Searching for the future barley

Last changed: 01 March 2017

A barley that is particularly good at taking up nitrogen from the soil would not only reduce nitrogen leaching, it would also reduce the contribution to global warming. This is shown in a life cycle analysis performed by researchers at Mistra Biotech.

One could say that this analysis is a prediction about how crops with efficient nitrogen uptake would affect crop production in general.

A barley variety that takes up more nitrogen compared to the varieties of today would be more climate friendly thanks to (1) a higher yield, (2) an increased storage of carbon in the plants due to more biomass, and (3) a reduced emission of of the greenhouse gas nitrous oxide.

To be able to grow crops more effectively and get higher yields, with lower or sustained inputs, goes hand in hand with lower emissions from agriculture.

– A nitrogen efficient crop cannot save the Baltic Sea by itself, but it can be an important tool in combination with other actions that are used, or discussed, says Pernilla Tidåker, one of the researchers behind the study.

How can barley, wheat, rice and other crops be tailored to take up nitrogen more efficiently? One strategy is to develop varieties with a denser and deeper root system. Another strategy is to use biotechnology to alter the activity of the enzymes that affect the uptake of nitrogen in plants.

Today there are no commercial varieties available that have been made nitrogen efficient though biotechnology, but research and pre-breeding is underway.  In Mistra Biotech we develop potato varieties with increased nitrogen uptake.

In the absence of commercial nitrogen efficient crops and long-term field trials, the researchers have instead used three simulation models (SOILN, SOILNDB and ICBM) to estimate the effects of an introduction of barley varieties with improved nitrogen uptake. They investigated the effects on yield, nitrogen leaching and carbon storage. The simulations were based on conditions typical for barley cultivation in the south of Sweden and areas close to the lakes Hjälmaren and Mälaren. 

– A nitrogen efficient crop would have most effect in the south through reduced nitrogen leaching. Our study indicates that the increased biomass, and thereby the carbon storage, has a large impact on whether a crop is climate friendly or not.

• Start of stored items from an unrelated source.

//! ConnectionRegistry port - Which server holds a user's realtime connection.
//!
//! Realtime connections live on specific server instances. The registry is an
//! injected service with its own lifecycle: servers register users as they
//! connect, refresh them with heartbeats, and clean up on shutdown. The push
//! notifier looks users up here and hands the message to a `ServerMessenger`
//! for the server that owns the connection.

use async_trait::async_trait;
use serde::{Deserialize, Serialize};
use std::fmt;

use crate::domain::foundation::UserId;

use super::Notification;

/// Identifier of a server instance, typically `hostname:port` or a pod name.
#[derive(Debug, Clone, PartialEq, Eq, Hash, PartialOrd, Ord, Serialize, Deserialize)]
pub struct ServerId(String);

impl ServerId {
    pub fn new(id: impl Into<String>) -> Self {
        Self(id.into())
    }

    pub fn as_str(&self) -> &str {
        &self.0
    }
}

impl fmt::Display for ServerId {
    fn fmt(&self, f: &mut fmt::Formatter<'_>) -> fmt::Result {
        write!(f, "{}", self.0)
    }
}

impl From<&str> for ServerId {
    fn from(s: &str) -> Self {
        Self(s.to_string())
    }
}

/// Errors from registry or messenger operations.
#[derive(Debug, thiserror::Error)]
pub enum ConnectionRegistryError {
    /// Redis communication error
    #[error("Redis error: {0}")]
    Redis(String),

    /// The target server is not listening
    #[error("Server {0} is unreachable")]
    Unreachable(ServerId),

    /// Serialization/deserialization error
    #[error("Serialization error: {0}")]
    Serialization(String),
}

/// Tracks realtime connections across server instances.
///
/// Entries expire if they are not refreshed, so a crashed server's users
/// disappear on their own.
#[async_trait]
pub trait ConnectionRegistry: Send + Sync {
    /// Record that `user_id` is connected to `server_id`.
    async fn register(
        &self,
        user_id: &UserId,
        server_id: &ServerId,
    ) -> Result<(), ConnectionRegistryError>;

    /// Remove one connection.
    async fn unregister(
        &self,
        user_id: &UserId,
        server_id: &ServerId,
    ) -> Result<(), ConnectionRegistryError>;

    /// Servers holding live connections for the user. Empty if none.
    async fn find_servers(&self, user_id: &UserId)
        -> Result<Vec<ServerId>, ConnectionRegistryError>;

    /// True if the user has at least one live connection.
    async fn is_connected(&self, user_id: &UserId) -> Result<bool, ConnectionRegistryError> {
        Ok(!self.find_servers(user_id).await?.is_empty())
    }

    /// Extend the lifetime of a connection.
    async fn heartbeat(
        &self,
        user_id: &UserId,
        server_id: &ServerId,
    ) -> Result<(), ConnectionRegistryError>;

    /// Remove every connection held by a server. Returns how many were removed.
    async fn cleanup_server(&self, server_id: &ServerId) -> Result<u64, ConnectionRegistryError>;
}

/// Delivers a message to one server for one of its connected users.
#[async_trait]
pub trait ServerMessenger: Send + Sync {
    async fn send_to_server(
        &self,
        server_id: &ServerId,
        user_id: &UserId,
        notification: &Notification,
    ) -> Result<(), ConnectionRegistryError>;
}

#[cfg(test)]
mod tests {
    use super::*;

    #[test]
    fn server_id_display() {
        let server_id = ServerId::new("relay-1:8080");
        assert_eq!(format!("{}", server_id), "relay-1:8080");
    }

    #[test]
    fn unreachable_error_names_server() {
        let err = ConnectionRegistryError::Unreachable("node-b".into());
        assert_eq!(err.to_string(), "Server node-b is unreachable");
    }
}
//! NotificationFanout - Tells followers of a journey that it changed.
//!
//! The audience is the union of favoriting and shared-with users carried on
//! the event, minus the acting user. Each recipient gets a realtime push if
//! they have a live connection and a fallback notification otherwise.
//! Recipients are handled concurrently and independently.

use async_trait::async_trait;
use futures::future::join_all;
use std::collections::BTreeSet;
use std::sync::Arc;

use crate::domain::foundation::{DomainError, EventEnvelope, JourneyId, UserId};
use crate::domain::integration::IntegrationEvent;
use crate::domain::journey::Location;
use crate::ports::{EventHandler, FallbackNotifier, Notification, NotificationKind, PushNotifier};

/// Per-event delivery counts.
#[derive(Debug, Clone, Copy, Default, PartialEq, Eq)]
pub struct FanoutReport {
    pub pushed: usize,
    pub fell_back: usize,
    pub failed: usize,
}

impl FanoutReport {
    pub fn recipients(&self) -> usize {
        self.pushed + self.fell_back + self.failed
    }
}

enum Delivery {
    Pushed,
    FellBack,
    Failed,
}

pub struct NotificationFanout {
    push: Arc<dyn PushNotifier>,
    fallback: Arc<dyn FallbackNotifier>,
}

impl NotificationFanout {
    pub fn new(push: Arc<dyn PushNotifier>, fallback: Arc<dyn FallbackNotifier>) -> Self {
        Self { push, fallback }
    }

    /// Notifies the audience of an Updated or Deleted event.
    ///
    /// Other events produce an empty report. Individual delivery failures are
    /// counted, never returned.
    pub async fn fan_out(&self, event: &IntegrationEvent) -> FanoutReport {
        let (notification, actor, favoriting, shared_with) = match event {
            IntegrationEvent::JourneyUpdated(e) => (
                notification(
                    NotificationKind::JourneyUpdated,
                    e.journey_id,
                    &e.start_location,
                    &e.arrival_location,
                ),
                &e.user_id,
                &e.favoriting_user_ids,
                &e.shared_with_user_ids,
            ),
            IntegrationEvent::JourneyDeleted(e) => (
                notification(
                    NotificationKind::JourneyDeleted,
                    e.journey_id,
                    &e.start_location,
                    &e.arrival_location,
                ),
                &e.user_id,
                &e.favoriting_user_ids,
                &e.shared_with_user_ids,
            ),
            IntegrationEvent::JourneyCreated(_)
            | IntegrationEvent::DailyGoalAchieved(_)
            | IntegrationEvent::UserStatusChanged(_) => return FanoutReport::default(),
        };

        let recipients = audience(actor, favoriting, shared_with);
        let deliveries = join_all(
            recipients
                .iter()
                .map(|user_id| self.deliver(user_id, &notification)),
        )
        .await;

        let mut report = FanoutReport::default();
        for delivery in deliveries {
            match delivery {
                Delivery::Pushed => report.pushed += 1,
                Delivery::FellBack => report.fell_back += 1,
                Delivery::Failed => report.failed += 1,
            }
        }
        report
    }

    async fn deliver(&self, user_id: &UserId, notification: &Notification) -> Delivery {
        if self.push.try_send(user_id, notification).await {
            return Delivery::Pushed;
        }

        match self
            .fallback
            .send(
                user_id,
                notification.kind,
                &notification.subject,
                &notification.body,
            )
            .await
        {
            Ok(()) => Delivery::FellBack,
            Err(e) => {
                tracing::warn!(
                    user_id = %user_id,
                    journey_id = %notification.journey_id,
                    error = %e,
                    "Fallback notification failed"
                );
                Delivery::Failed
            }
        }
    }
}

fn audience<'a>(
    actor: &UserId,
    favoriting: &'a [UserId],
    shared_with: &'a [UserId],
) -> BTreeSet<&'a UserId> {
    favoriting
        .iter()
        .chain(shared_with)
        .filter(|user_id| *user_id != actor)
        .collect()
}

fn notification(
    kind: NotificationKind,
    journey_id: JourneyId,
    from: &Location,
    to: &Location,
) -> Notification {
    let (subject, verb) = match kind {
        NotificationKind::JourneyUpdated => ("Journey updated", "was updated"),
        NotificationKind::JourneyDeleted => ("Journey deleted", "was deleted"),
    };
    Notification {
        kind,
        journey_id,
        subject: subject.to_string(),
        body: format!("The journey from {} to {} {}.", from, to, verb),
    }
}

#[async_trait]
impl EventHandler for NotificationFanout {
    async fn handle(&self, envelope: EventEnvelope) -> Result<(), DomainError> {
        let event = IntegrationEvent::decode(&envelope)?;
        let report = self.fan_out(&event).await;

        if report.recipients() > 0 {
            tracing::info!(
                event_id = %envelope.event_id,
                pushed = report.pushed,
                fell_back = report.fell_back,
                failed = report.failed,
                "Journey change fanned out"
            );
        }
        Ok(())
    }

    fn name(&self) -> &'static str {
        "NotificationFanout"
    }
}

When evaluating the environmental impact of a crop, we should focus more on what is returned to the soil after we have taken out what we wanted, in this case the grain, and emphasize the total biomass, not only the grain yield, says Pernilla Tidåker.   

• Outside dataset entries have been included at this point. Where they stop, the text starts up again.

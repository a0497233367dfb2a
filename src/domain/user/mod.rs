//! User module - account lifecycle status.

mod account;
mod events;

pub use account::{UserAccount, UserStatus};
pub use events::UserStatusChanged;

She also points out the risk that a crop with a higher  nitrogen uptake efficiency could result in farmers using more nitrogen fertilizer.

– That does not mean that there will be an increased nitrogen leaching. But if a crop is very efficient in taking up nitrogen initially, it might suffer from nitrogen deficiency later on if more nitrogen is not added. If we should introduce such a crop,we might also need incentives for farmers to keep nitrogen application rates maintained, says Pernilla Tidåker.

Listen to Pernilla Tidåker telling about the study (in Swedish)!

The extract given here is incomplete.